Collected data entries
····················

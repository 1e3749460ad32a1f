//! Versioned catalog snapshot loading.
//!
//! The snapshot is a JSON artifact produced offline (the emotion vectors are
//! precomputed by the same classifier that serves requests, run over each
//! movie's overview text). Format:
//!
//! ```json
//! {
//!   "version": 1,
//!   "rows": [
//!     { "id": 603, "title": "The Matrix", "emotion_vector": [0.1, ...] }
//!   ]
//! }
//! ```
//!
//! The version field exists so schema drift is caught at load time rather
//! than as silent garbage rankings. Vectors are validated for arity and
//! non-negativity before the store is published.

use crate::error::{CatalogError, Result};
use crate::types::{CatalogRow, CatalogStore, EMOTION_DIMS, MovieId};
use serde::Deserialize;
use std::fs;
use std::path::Path;
use tracing::info;

/// Schema version this build reads and writes
pub const SNAPSHOT_VERSION: u32 = 1;

/// On-disk snapshot envelope.
///
/// Rows deserialize their vector into a `Vec<f32>` rather than the fixed
/// array so an arity mismatch surfaces as a descriptive `InvalidVector`
/// instead of a generic serde error.
#[derive(Debug, Deserialize)]
struct Snapshot {
    version: u32,
    rows: Vec<SnapshotRow>,
}

#[derive(Debug, Deserialize)]
struct SnapshotRow {
    id: MovieId,
    title: String,
    emotion_vector: Vec<f32>,
}

impl CatalogStore {
    /// Load and validate a catalog snapshot from disk.
    ///
    /// This is the main entry point for startup loading. Any failure here
    /// (missing file, bad JSON, version drift, malformed vector) must leave
    /// the process in its degraded state — callers do not retry.
    pub fn load_from_file(path: &Path) -> Result<Self> {
        info!("Loading catalog snapshot from {:?}", path);
        let contents = fs::read_to_string(path)?;
        let store = parse_snapshot(&contents)?;
        info!("Loaded catalog with {} rows", store.len());
        Ok(store)
    }
}

/// Parse a snapshot from its JSON text and build the catalog store.
///
/// Split out from file loading so tests can feed snapshots as string
/// literals without touching the filesystem.
pub fn parse_snapshot(contents: &str) -> Result<CatalogStore> {
    let snapshot: Snapshot = serde_json::from_str(contents)?;

    if snapshot.version != SNAPSHOT_VERSION {
        return Err(CatalogError::SchemaVersion {
            expected: SNAPSHOT_VERSION,
            found: snapshot.version,
        });
    }

    let mut store = CatalogStore::new();
    for row in snapshot.rows {
        let vector = validate_vector(row.id, row.emotion_vector)?;
        if store.get(row.id).is_some() {
            return Err(CatalogError::DuplicateId { movie_id: row.id });
        }
        store.insert_row(CatalogRow {
            id: row.id,
            title: row.title,
            emotion_vector: vector,
        });
    }

    Ok(store)
}

/// Check arity and component validity, converting to the fixed-size array
fn validate_vector(movie_id: MovieId, raw: Vec<f32>) -> Result<[f32; EMOTION_DIMS]> {
    if raw.len() != EMOTION_DIMS {
        return Err(CatalogError::InvalidVector {
            movie_id,
            reason: format!("expected {} components, found {}", EMOTION_DIMS, raw.len()),
        });
    }
    for (i, &component) in raw.iter().enumerate() {
        if !component.is_finite() || component < 0.0 {
            return Err(CatalogError::InvalidVector {
                movie_id,
                reason: format!("component {} is {} (must be finite and >= 0)", i, component),
            });
        }
    }
    // Length was checked above, so the conversion cannot fail
    let mut vector = [0.0; EMOTION_DIMS];
    vector.copy_from_slice(&raw);
    Ok(vector)
}

#[cfg(test)]
mod tests {
    use super::*;

    fn snapshot_json(version: u32, rows: &str) -> String {
        format!(r#"{{ "version": {}, "rows": [{}] }}"#, version, rows)
    }

    #[test]
    fn test_parse_valid_snapshot() {
        let json = snapshot_json(
            1,
            r#"{ "id": 603, "title": "The Matrix", "emotion_vector": [0.1, 0.0, 0.2, 0.4, 0.1, 0.1, 0.1] },
               { "id": 862, "title": "Toy Story", "emotion_vector": [0.7, 0.1, 0.0, 0.0, 0.0, 0.2, 0.0] }"#,
        );

        let store = parse_snapshot(&json).unwrap();
        assert_eq!(store.len(), 2);
        assert_eq!(store.get(603).unwrap().title, "The Matrix");
        assert_eq!(store.get(862).unwrap().emotion_vector[0], 0.7);
        // Load order preserved
        assert_eq!(store.rows()[0].id, 603);
        assert_eq!(store.rows()[1].id, 862);
    }

    #[test]
    fn test_version_drift_is_rejected() {
        let json = snapshot_json(
            2,
            r#"{ "id": 1, "title": "X", "emotion_vector": [0, 0, 0, 0, 0, 0, 0] }"#,
        );

        let err = parse_snapshot(&json).unwrap_err();
        match err {
            CatalogError::SchemaVersion { expected, found } => {
                assert_eq!(expected, SNAPSHOT_VERSION);
                assert_eq!(found, 2);
            }
            other => panic!("expected SchemaVersion error, got {:?}", other),
        }
    }

    #[test]
    fn test_wrong_vector_arity_is_rejected() {
        let json = snapshot_json(1, r#"{ "id": 1, "title": "X", "emotion_vector": [0.5, 0.5] }"#);

        let err = parse_snapshot(&json).unwrap_err();
        assert!(matches!(err, CatalogError::InvalidVector { movie_id: 1, .. }));
    }

    #[test]
    fn test_negative_component_is_rejected() {
        let json = snapshot_json(
            1,
            r#"{ "id": 7, "title": "X", "emotion_vector": [0.1, -0.2, 0.0, 0.0, 0.0, 0.0, 0.0] }"#,
        );

        let err = parse_snapshot(&json).unwrap_err();
        assert!(matches!(err, CatalogError::InvalidVector { movie_id: 7, .. }));
    }

    #[test]
    fn test_duplicate_id_is_rejected() {
        let json = snapshot_json(
            1,
            r#"{ "id": 1, "title": "A", "emotion_vector": [0, 0, 0, 0, 0, 0, 0] },
               { "id": 1, "title": "B", "emotion_vector": [0, 0, 0, 0, 0, 0, 0] }"#,
        );

        let err = parse_snapshot(&json).unwrap_err();
        assert!(matches!(err, CatalogError::DuplicateId { movie_id: 1 }));
    }

    #[test]
    fn test_empty_catalog_is_valid() {
        let json = snapshot_json(1, "");
        let store = parse_snapshot(&json).unwrap();
        assert!(store.is_empty());
    }

    #[test]
    fn test_malformed_json_is_rejected() {
        let err = parse_snapshot("{ not json").unwrap_err();
        assert!(matches!(err, CatalogError::Json(_)));
    }
}
//! The frozen emotion classification model.
//!
//! Wraps a pre-trained BERT encoder with a 28-way multi-label classification
//! head, loaded from a fixed model directory:
//!
//! - `tokenizer.json`     — HuggingFace tokenizer definition
//! - `config.json`        — BERT architecture config
//! - `model.safetensors`  — frozen weights (encoder + pooler + head)
//!
//! Loading happens exactly once at process start; inference is read-only
//! (candle builds no gradient state), so a loaded classifier can be shared
//! across requests behind an `Arc` with no synchronization.
//!
//! The head is multi-label: each of the 28 logits gets an independent
//! elementwise sigmoid, never a joint softmax — a text can be both joyful
//! and surprised at once.

use std::path::{Path, PathBuf};

use candle_core::{Device, Tensor};
use candle_nn::{Linear, Module, VarBuilder};
use candle_transformers::models::bert::{BertModel, Config, DTYPE};
use tokenizers::{PaddingParams, Tokenizer, TruncationParams};
use tracing::{debug, info};

use crate::error::{ClassifierError, Result};
use crate::labels::{NUM_LABELS, RawEmotionVector};

/// Token bound for truncation and padding
pub const MAX_SEQ_LEN: usize = 512;

/// Seam between the pipeline and the concrete model.
///
/// The orchestrator and tests consume the classifier through this trait so a
/// deterministic stub can stand in for the real weights, the same way the
/// scoring service is mocked in integration tests.
pub trait EmotionInference: Send + Sync {
    /// Classify one text into per-label probabilities.
    ///
    /// Empty input is valid and yields whatever the model predicts for an
    /// empty token sequence.
    fn predict(&self, text: &str) -> Result<RawEmotionVector>;
}

/// Frozen multi-label emotion classifier.
pub struct EmotionClassifier {
    encoder: BertModel,
    pooler: Linear,
    head: Linear,
    tokenizer: Tokenizer,
    device: Device,
}

impl std::fmt::Debug for EmotionClassifier {
    fn fmt(&self, f: &mut std::fmt::Formatter<'_>) -> std::fmt::Result {
        f.debug_struct("EmotionClassifier")
            .field("device", &self.device)
            .finish_non_exhaustive()
    }
}

impl EmotionClassifier {
    /// Load the frozen classifier from a model directory.
    ///
    /// # Arguments
    /// * `model_dir` - Directory holding `tokenizer.json`, `config.json`
    ///   and `model.safetensors`
    ///
    /// Any failure here leaves the service degraded; there is no retry.
    pub fn load(model_dir: &Path) -> Result<Self> {
        info!("Loading emotion classifier from {:?}", model_dir);

        let tokenizer_path = require_asset(model_dir, "tokenizer.json")?;
        let config_path = require_asset(model_dir, "config.json")?;
        let weights_path = require_asset(model_dir, "model.safetensors")?;

        let mut tokenizer = Tokenizer::from_file(&tokenizer_path)
            .map_err(|e| ClassifierError::Tokenizer(e.to_string()))?;
        tokenizer
            .with_truncation(Some(TruncationParams {
                max_length: MAX_SEQ_LEN,
                ..Default::default()
            }))
            .map_err(|e| ClassifierError::Tokenizer(e.to_string()))?;
        tokenizer.with_padding(Some(PaddingParams::default()));

        let config: Config = serde_json::from_str(&std::fs::read_to_string(&config_path)?)?;

        let device = Device::Cpu;
        // Safety: the snapshot files are read-only model assets; nothing
        // remaps them while the process is alive.
        let vb = unsafe { VarBuilder::from_mmaped_safetensors(&[weights_path], DTYPE, &device)? };

        let encoder = BertModel::load(vb.pp("bert"), &config)?;
        let pooler = candle_nn::linear(
            config.hidden_size,
            config.hidden_size,
            vb.pp("bert.pooler.dense"),
        )?;
        let head = candle_nn::linear(config.hidden_size, NUM_LABELS, vb.pp("classifier"))?;

        info!("Emotion classifier ready ({} labels)", NUM_LABELS);
        Ok(Self {
            encoder,
            pooler,
            head,
            tokenizer,
            device,
        })
    }

    /// Run one inference pass: tokenize, encode, pool, classify, sigmoid.
    fn classify(&self, text: &str) -> Result<RawEmotionVector> {
        let encoding = self
            .tokenizer
            .encode(text, true)
            .map_err(|e| ClassifierError::Tokenizer(e.to_string()))?;

        debug!("Classifying text with {} tokens", encoding.len());

        let input_ids = Tensor::new(encoding.get_ids(), &self.device)?.unsqueeze(0)?;
        let token_type_ids = Tensor::new(encoding.get_type_ids(), &self.device)?.unsqueeze(0)?;
        let attention_mask =
            Tensor::new(encoding.get_attention_mask(), &self.device)?.unsqueeze(0)?;

        // [1, seq, hidden]
        let sequence_output =
            self.encoder
                .forward(&input_ids, &token_type_ids, Some(&attention_mask))?;

        // CLS token -> pooler (dense + tanh) -> classification head
        let cls = sequence_output.narrow(1, 0, 1)?.squeeze(1)?;
        let pooled = self.pooler.forward(&cls)?.tanh()?;
        let logits = self.head.forward(&pooled)?;

        // Independent per-label probabilities, NOT a joint softmax
        let probs = candle_nn::ops::sigmoid(&logits)?
            .squeeze(0)?
            .to_vec1::<f32>()?;

        probs.try_into().map_err(|v: Vec<f32>| {
            ClassifierError::UnexpectedOutput(format!(
                "expected {} logits, model produced {}",
                NUM_LABELS,
                v.len()
            ))
        })
    }
}

impl EmotionInference for EmotionClassifier {
    fn predict(&self, text: &str) -> Result<RawEmotionVector> {
        self.classify(text)
    }
}

/// Resolve a required asset path, failing early when it is missing
fn require_asset(model_dir: &Path, name: &str) -> Result<PathBuf> {
    let path = model_dir.join(name);
    if !path.exists() {
        return Err(ClassifierError::MissingAsset { path });
    }
    Ok(path)
}
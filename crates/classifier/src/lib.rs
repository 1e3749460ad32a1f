//! # Classifier Crate
//!
//! Wraps the frozen multi-label emotion classifier used by the mood
//! pipeline. It handles:
//! - Loading tokenizer, config and weights from the model directory
//! - Tokenization with truncation and padding bounded to 512 tokens
//! - Read-only inference producing 28 independent label probabilities
//! - The label vocabulary the aggregator resolves its categories against
//!
//! ## Example Usage
//!
//! ```ignore
//! use classifier::{EmotionClassifier, EmotionInference};
//! use std::path::Path;
//!
//! let model = EmotionClassifier::load(Path::new("models/go-emotions"))?;
//! let raw = model.predict("cozy rainy sunday, feeling nostalgic")?;
//! assert_eq!(raw.len(), 28);
//! ```

pub mod error;
pub mod labels;
pub mod model;

// Re-export commonly used types
pub use error::{ClassifierError, Result};
pub use labels::{LABELS, NUM_LABELS, RawEmotionVector, label_index};
pub use model::{EmotionClassifier, EmotionInference, MAX_SEQ_LEN};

····················

EXERCISE GOAL:
Where a line of the records includes "RawEmotionVector", copy it.

SOLUTION FOR THIS PROBLEM:
use crate::labels::{NUM_LABELS, RawEmotionVector};
    fn predict(&self, text: &str) -> Result<RawEmotionVector>;
    fn classify(&self, text: &str) -> Result<RawEmotionVector> {
    fn predict(&self, text: &str) -> Result<RawEmotionVector> {
pub use labels::{LABELS, NUM_LABELS, RawEmotionVector, label_index};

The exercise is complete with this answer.